Lake Casa Blanca International State Park is a 525-acre state park located in Laredo, Texas, United States a few miles east of the border with Mexico. The park was originally managed by Webb County and the City of Laredo. It opened as a state park in 1991 and is managed by the Texas Parks and Wildlife Department.

==Nature==
During the Eocene Epoch, about 38 to 54 million years ago, the area was a tropical, mangrove palm swamp. Paleontologists have unearthed fossils of primates, fish and reptiles in the park.

===Animals===
Mammal species likely to be seen in the park are black-tailed jackrabbit and eastern cottontail and white-tailed deer. The threatened Texas horned lizard has been sighted in the park.
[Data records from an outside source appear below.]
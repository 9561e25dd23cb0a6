// Copyright 2026 The Strandgrid Authors. All rights reserved.
// Use of this source code is governed by the Apache License,
// Version 2.0, that can be found in the LICENSE file.

/// Head colors tuned for a dark canvas: vibrant, avoiding pure blues and
/// reds that read poorly on #111.
pub const DEFAULT_PALETTE: [&str; 15] = [
    "#ff9500", "#00e5ff", "#ff00e5", "#73ff00", "#00a2ff", "#ffea00", "#ff2d00", "#00ff8d",
    "#cc00ff", "#ffe100", "#30a2ff", "#ff5599", "#84ff39", "#00ffea", "#ff8d00",
];

pub fn default_palette() -> Vec<String> {
    DEFAULT_PALETTE.iter().map(|c| c.to_string()).collect()
}

/// Color for a head; heads beyond the palette wrap around.
pub fn head_color(colors: &[String], head_index: usize) -> &str {
    if colors.is_empty() {
        return "#ffffff";
    }
    &colors[head_index % colors.len()]
}
// Copyright 2026 The Strandgrid Authors. All rights reserved.
// Use of this source code is governed by the Apache License,
// Version 2.0, that can be found in the LICENSE file.

use crate::palette;

/// What to do with repeated `(layer, head, key, query)` tuples across
/// generation-step entries.
#[derive(Clone, Copy, Debug, PartialEq, Eq, Default)]
pub enum DuplicatePolicy {
    /// Keep the first tuple, drop later ones. Matches a keyed join where
    /// identical edge ids collapse to the first bound record.
    #[default]
    FirstWins,
    /// Keep every tuple as its own edge. Later duplicates share the same
    /// edge id.
    KeepAll,
    /// Accumulate later weights into the first edge, clamped to 1.0.
    Sum,
}

/// Which raw layer counts when several map to the same display depth
/// (`index mod model_depth`).
#[derive(Clone, Copy, Debug, PartialEq, Eq, Default)]
pub enum LayerResolution {
    #[default]
    FirstWins,
    /// Prefer the latest generation step.
    LastWins,
}

/// Visualization configuration.
///
/// All spacing values are in pixel-equivalent units on the emitted canvas.
#[derive(Clone, Debug)]
pub struct VizConfig {
    /// Horizontal space between token columns.
    pub token_spacing: f64,
    /// Vertical space between layer rows; clamped to a 60 unit floor.
    pub layer_spacing: f64,
    /// Grid node radius, derived from layer spacing.
    pub token_radius: f64,
    pub min_edge_opacity: f64,
    pub max_edge_opacity: f64,
    /// Weights below this are not drawn.
    pub threshold: f64,
    /// Display depth of the model; raw layer indices are taken modulo this.
    pub model_depth: usize,
    /// How strongly diagonal strands bow sideways (0-1).
    pub strand_curvature: f64,
    /// Minimum strand stroke width.
    pub strand_width: f64,
    /// Padding above the top layer row.
    pub top_padding: f64,
    /// Padding below the bottom layer row, sized for the token boxes.
    pub bottom_padding: f64,
    /// Head color palette; heads index into it modulo its length.
    pub colors: Vec<String>,
    pub duplicate_policy: DuplicatePolicy,
    pub layer_resolution: LayerResolution,
}

pub const MIN_LAYER_SPACING: f64 = 60.0;
pub const MIN_TOKEN_SPACING: f64 = 40.0;

impl Default for VizConfig {
    fn default() -> Self {
        Self {
            token_spacing: 55.0,
            layer_spacing: MIN_LAYER_SPACING,
            token_radius: 6.0,
            min_edge_opacity: 0.15,
            max_edge_opacity: 0.95,
            threshold: 0.98,
            model_depth: 12,
            strand_curvature: 0.6,
            strand_width: 0.25,
            top_padding: 80.0,
            bottom_padding: 45.0,
            colors: palette::default_palette(),
            duplicate_policy: DuplicatePolicy::default(),
            layer_resolution: LayerResolution::default(),
        }
    }
}

impl VizConfig {
    /// Derive sizing from the host container: layer spacing splits the
    /// height across the model depth plus a token row and padding (with a
    /// legibility floor), node radius follows layer spacing, and token
    /// spacing tightens for longer sequences.
    pub fn for_container(width: f64, height: f64, token_count: usize) -> Self {
        let layer_spacing = (height / 14.0).floor().max(MIN_LAYER_SPACING);
        let token_radius = (layer_spacing / 10.0).floor().max(3.0);

        let max_tokens_visible = 20usize;
        let token_spacing = if token_count > 5 {
            let per_token = (width / max_tokens_visible.min(token_count) as f64).floor();
            per_token.clamp(35.0, 60.0)
        } else {
            60.0
        };

        Self {
            token_spacing: token_spacing * 1.2,
            layer_spacing,
            token_radius,
            ..Self::default()
        }
    }
}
Common birds in the park are vermilion flycatcher, golden-fronted and ladder-backed woodpeckers, cactus wren, mourning and white-winged dove, Couch's kingbird and greater roadrunner.

===Plants===
The park is in the Tamaulipan mezquital ecoregion. Plants typical of this country include honey mesquite, palo verde and prickly pear cactus. Guajillo and huisache is abundant, and other species such as horse crippler and fishhook cactus can be found as well.

==Activities==
Lake Casa Blanca is accessible from the park and water activities including swimming, boating, jet-skiing, and water-skiing are popular. Anglers catch largemouth bass, sunfish, white crappie, black crappie, bluegill, channel catfish and blue catfish in the lake.

They are few other large public recreational areas in and around Laredo, so the day-use part of the park sees heavy traffic, especially on weekends and holidays. The locals gather to picnic and use the playground, baseball field, and volleyball and basketball courts.

Other activities include hiking, cycling, birdwatching, geocaching, and camping.